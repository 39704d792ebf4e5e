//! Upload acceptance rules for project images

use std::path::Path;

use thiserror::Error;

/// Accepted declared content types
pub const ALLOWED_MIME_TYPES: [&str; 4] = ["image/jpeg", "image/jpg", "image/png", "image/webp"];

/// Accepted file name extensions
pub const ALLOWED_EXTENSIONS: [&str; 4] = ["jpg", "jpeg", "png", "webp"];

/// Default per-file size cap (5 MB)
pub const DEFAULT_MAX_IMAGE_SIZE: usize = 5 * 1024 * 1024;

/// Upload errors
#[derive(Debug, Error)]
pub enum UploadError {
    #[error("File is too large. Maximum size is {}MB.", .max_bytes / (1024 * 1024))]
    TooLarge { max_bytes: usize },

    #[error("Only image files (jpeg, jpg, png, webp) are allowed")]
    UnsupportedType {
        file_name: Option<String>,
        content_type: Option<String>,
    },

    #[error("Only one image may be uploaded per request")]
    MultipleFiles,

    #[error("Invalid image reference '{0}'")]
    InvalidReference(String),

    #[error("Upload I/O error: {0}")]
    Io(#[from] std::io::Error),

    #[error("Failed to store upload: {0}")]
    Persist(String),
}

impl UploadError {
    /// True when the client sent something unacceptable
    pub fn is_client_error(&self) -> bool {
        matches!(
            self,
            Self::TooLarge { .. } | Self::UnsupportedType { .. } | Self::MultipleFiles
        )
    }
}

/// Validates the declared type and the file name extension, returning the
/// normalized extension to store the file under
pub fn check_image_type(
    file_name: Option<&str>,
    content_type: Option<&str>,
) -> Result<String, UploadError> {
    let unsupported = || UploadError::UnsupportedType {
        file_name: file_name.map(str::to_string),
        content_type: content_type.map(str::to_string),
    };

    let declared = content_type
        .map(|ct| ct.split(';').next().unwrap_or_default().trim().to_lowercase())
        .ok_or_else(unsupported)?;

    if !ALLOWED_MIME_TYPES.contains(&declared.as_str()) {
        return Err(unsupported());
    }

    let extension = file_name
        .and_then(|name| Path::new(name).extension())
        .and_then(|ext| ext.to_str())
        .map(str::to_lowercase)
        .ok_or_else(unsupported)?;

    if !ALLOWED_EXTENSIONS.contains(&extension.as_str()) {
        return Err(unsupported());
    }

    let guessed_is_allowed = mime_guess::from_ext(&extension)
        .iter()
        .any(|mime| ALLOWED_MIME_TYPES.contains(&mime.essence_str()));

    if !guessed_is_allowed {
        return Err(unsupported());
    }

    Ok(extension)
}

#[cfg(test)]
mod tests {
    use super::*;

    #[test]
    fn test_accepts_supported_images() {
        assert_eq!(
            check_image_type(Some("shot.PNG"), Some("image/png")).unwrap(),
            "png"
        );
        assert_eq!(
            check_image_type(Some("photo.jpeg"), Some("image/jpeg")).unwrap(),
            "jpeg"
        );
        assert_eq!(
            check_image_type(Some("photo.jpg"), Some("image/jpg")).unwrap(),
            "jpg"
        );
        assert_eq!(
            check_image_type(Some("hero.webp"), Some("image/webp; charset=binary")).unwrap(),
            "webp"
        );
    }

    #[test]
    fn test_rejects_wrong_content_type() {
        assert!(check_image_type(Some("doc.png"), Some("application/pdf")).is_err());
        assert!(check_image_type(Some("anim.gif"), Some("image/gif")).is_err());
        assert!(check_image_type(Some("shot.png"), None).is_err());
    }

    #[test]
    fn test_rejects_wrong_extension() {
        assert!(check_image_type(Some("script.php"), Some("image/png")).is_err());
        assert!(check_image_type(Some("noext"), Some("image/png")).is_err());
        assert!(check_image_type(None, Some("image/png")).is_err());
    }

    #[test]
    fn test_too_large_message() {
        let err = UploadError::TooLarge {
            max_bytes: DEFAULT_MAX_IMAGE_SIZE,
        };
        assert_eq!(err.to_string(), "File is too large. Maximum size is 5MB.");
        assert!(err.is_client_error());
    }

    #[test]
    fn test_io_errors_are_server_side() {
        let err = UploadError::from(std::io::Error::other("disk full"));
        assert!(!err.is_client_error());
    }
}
====================
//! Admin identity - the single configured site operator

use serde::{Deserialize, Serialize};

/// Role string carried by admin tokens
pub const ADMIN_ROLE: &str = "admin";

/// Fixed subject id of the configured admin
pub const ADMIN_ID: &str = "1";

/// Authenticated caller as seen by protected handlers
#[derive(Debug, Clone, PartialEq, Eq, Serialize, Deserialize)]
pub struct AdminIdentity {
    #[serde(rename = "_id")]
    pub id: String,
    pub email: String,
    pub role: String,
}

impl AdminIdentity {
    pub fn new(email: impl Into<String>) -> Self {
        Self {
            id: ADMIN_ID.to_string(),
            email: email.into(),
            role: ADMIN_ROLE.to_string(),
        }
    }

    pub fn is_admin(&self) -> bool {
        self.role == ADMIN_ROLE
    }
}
====================
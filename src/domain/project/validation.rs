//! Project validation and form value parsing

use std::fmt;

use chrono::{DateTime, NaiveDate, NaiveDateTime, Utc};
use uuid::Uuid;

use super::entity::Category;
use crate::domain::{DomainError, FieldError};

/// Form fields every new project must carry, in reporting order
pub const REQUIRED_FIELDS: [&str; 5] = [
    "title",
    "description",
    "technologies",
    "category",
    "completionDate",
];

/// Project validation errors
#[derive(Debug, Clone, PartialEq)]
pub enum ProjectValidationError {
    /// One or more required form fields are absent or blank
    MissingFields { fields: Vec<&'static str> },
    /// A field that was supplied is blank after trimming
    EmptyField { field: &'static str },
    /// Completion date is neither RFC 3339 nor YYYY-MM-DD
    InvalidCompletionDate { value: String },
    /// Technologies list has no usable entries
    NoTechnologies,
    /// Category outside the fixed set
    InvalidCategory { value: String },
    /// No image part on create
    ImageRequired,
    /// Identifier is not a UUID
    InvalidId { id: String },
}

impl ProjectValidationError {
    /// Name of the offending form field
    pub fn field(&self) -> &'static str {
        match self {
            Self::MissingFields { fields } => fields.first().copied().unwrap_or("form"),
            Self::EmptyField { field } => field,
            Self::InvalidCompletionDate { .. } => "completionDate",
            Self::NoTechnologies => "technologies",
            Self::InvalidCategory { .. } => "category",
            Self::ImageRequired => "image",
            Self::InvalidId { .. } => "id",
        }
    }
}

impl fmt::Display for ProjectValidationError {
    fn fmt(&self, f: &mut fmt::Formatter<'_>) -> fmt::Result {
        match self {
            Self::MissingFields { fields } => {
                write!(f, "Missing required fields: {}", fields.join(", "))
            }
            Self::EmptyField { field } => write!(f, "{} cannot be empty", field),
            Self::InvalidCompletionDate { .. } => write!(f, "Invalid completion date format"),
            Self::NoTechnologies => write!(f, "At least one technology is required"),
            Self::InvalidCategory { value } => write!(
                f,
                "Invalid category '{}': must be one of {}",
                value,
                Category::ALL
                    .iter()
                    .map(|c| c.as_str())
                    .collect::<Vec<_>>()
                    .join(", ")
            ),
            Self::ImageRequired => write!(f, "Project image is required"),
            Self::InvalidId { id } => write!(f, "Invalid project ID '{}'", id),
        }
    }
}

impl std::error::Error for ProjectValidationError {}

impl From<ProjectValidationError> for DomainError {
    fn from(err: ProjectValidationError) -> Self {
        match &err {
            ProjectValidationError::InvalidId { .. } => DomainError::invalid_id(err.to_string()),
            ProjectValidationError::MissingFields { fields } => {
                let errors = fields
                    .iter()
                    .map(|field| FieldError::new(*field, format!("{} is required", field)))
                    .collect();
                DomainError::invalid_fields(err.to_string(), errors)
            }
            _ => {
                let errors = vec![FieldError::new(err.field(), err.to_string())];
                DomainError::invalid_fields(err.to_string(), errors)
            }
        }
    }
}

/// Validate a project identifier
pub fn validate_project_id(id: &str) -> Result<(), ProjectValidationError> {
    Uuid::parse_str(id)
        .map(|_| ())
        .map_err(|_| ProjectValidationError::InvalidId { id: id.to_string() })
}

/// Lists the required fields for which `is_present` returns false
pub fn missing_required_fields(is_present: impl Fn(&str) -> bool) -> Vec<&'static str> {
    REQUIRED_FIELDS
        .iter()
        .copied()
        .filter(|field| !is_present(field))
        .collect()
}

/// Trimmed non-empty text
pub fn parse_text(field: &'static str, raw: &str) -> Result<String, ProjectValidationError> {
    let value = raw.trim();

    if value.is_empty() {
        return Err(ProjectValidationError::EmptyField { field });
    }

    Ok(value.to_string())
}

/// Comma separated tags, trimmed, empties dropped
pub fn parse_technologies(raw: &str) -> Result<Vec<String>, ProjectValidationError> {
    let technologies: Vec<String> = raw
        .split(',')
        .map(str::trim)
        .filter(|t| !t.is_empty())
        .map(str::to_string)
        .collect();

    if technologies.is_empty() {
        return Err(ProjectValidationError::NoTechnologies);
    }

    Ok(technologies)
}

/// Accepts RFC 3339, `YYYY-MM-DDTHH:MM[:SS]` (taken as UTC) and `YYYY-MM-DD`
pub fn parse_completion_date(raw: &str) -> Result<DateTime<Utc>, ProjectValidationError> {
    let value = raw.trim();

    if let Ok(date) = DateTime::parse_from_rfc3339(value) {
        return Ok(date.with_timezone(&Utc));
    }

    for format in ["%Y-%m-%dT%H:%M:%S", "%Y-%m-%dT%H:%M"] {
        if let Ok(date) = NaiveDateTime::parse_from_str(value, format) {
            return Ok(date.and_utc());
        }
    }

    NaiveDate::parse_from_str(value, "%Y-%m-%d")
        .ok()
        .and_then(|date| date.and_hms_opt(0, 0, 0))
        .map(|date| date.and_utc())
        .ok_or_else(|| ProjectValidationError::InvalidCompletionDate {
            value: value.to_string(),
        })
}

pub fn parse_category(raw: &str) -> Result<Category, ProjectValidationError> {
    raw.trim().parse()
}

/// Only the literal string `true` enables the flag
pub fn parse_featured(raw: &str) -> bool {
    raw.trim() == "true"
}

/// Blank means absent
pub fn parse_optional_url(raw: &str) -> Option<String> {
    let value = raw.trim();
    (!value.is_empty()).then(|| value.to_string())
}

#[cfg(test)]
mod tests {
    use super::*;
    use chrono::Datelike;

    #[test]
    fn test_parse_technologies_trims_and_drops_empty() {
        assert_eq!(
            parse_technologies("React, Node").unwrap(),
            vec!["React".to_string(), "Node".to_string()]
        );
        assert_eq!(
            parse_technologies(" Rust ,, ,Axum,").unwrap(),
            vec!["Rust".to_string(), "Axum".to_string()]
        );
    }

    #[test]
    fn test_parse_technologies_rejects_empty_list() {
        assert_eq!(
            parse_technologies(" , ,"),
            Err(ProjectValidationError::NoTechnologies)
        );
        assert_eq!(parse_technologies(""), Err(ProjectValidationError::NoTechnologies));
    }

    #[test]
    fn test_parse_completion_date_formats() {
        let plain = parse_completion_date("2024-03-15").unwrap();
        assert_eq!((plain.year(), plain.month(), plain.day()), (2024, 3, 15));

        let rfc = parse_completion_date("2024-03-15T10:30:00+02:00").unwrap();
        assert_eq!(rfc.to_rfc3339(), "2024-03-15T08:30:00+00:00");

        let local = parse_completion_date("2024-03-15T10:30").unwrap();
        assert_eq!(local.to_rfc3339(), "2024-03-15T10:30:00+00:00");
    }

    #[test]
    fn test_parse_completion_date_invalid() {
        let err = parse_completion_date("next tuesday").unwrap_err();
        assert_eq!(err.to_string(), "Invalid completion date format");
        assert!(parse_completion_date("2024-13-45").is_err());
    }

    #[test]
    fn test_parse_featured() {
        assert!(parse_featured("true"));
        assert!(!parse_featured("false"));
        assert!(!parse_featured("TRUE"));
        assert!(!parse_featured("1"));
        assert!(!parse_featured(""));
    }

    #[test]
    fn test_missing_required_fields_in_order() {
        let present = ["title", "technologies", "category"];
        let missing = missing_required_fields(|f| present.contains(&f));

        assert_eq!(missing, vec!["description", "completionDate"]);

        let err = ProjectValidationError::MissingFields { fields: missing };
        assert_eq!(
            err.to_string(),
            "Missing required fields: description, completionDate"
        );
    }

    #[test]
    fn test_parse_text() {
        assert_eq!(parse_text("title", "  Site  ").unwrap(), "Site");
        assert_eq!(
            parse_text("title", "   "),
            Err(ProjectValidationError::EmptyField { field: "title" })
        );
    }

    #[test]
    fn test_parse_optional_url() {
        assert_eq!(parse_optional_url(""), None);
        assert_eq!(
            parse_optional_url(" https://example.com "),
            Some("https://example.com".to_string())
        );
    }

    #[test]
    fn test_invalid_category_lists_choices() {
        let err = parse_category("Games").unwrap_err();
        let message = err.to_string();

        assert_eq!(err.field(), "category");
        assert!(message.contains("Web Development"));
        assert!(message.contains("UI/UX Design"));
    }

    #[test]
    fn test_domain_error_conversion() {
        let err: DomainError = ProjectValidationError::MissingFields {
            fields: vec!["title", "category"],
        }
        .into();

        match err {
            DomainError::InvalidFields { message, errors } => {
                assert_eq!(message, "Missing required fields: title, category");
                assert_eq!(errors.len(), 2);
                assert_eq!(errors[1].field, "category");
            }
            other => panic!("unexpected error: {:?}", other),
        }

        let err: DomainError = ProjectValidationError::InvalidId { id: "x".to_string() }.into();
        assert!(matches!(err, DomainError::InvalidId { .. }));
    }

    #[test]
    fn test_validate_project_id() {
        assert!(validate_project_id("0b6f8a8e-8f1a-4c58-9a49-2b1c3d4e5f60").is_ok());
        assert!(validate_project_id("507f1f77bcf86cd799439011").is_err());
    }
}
====================
▶ What you will do: Return only the stretch of the material above from the line holding "repository 39704d792ebf4e5e" through the line holding "pub const ALLOWED_MIME_TYPES: [&str;", copied exactly.

▶ Response:
repository 39704d792ebf4e5e
//! Upload acceptance rules for project images

use std::path::Path;

use thiserror::Error;

/// Accepted declared content types
pub const ALLOWED_MIME_TYPES: [&str; 4] = ["image/jpeg", "image/jpg", "image/png", "image/webp"];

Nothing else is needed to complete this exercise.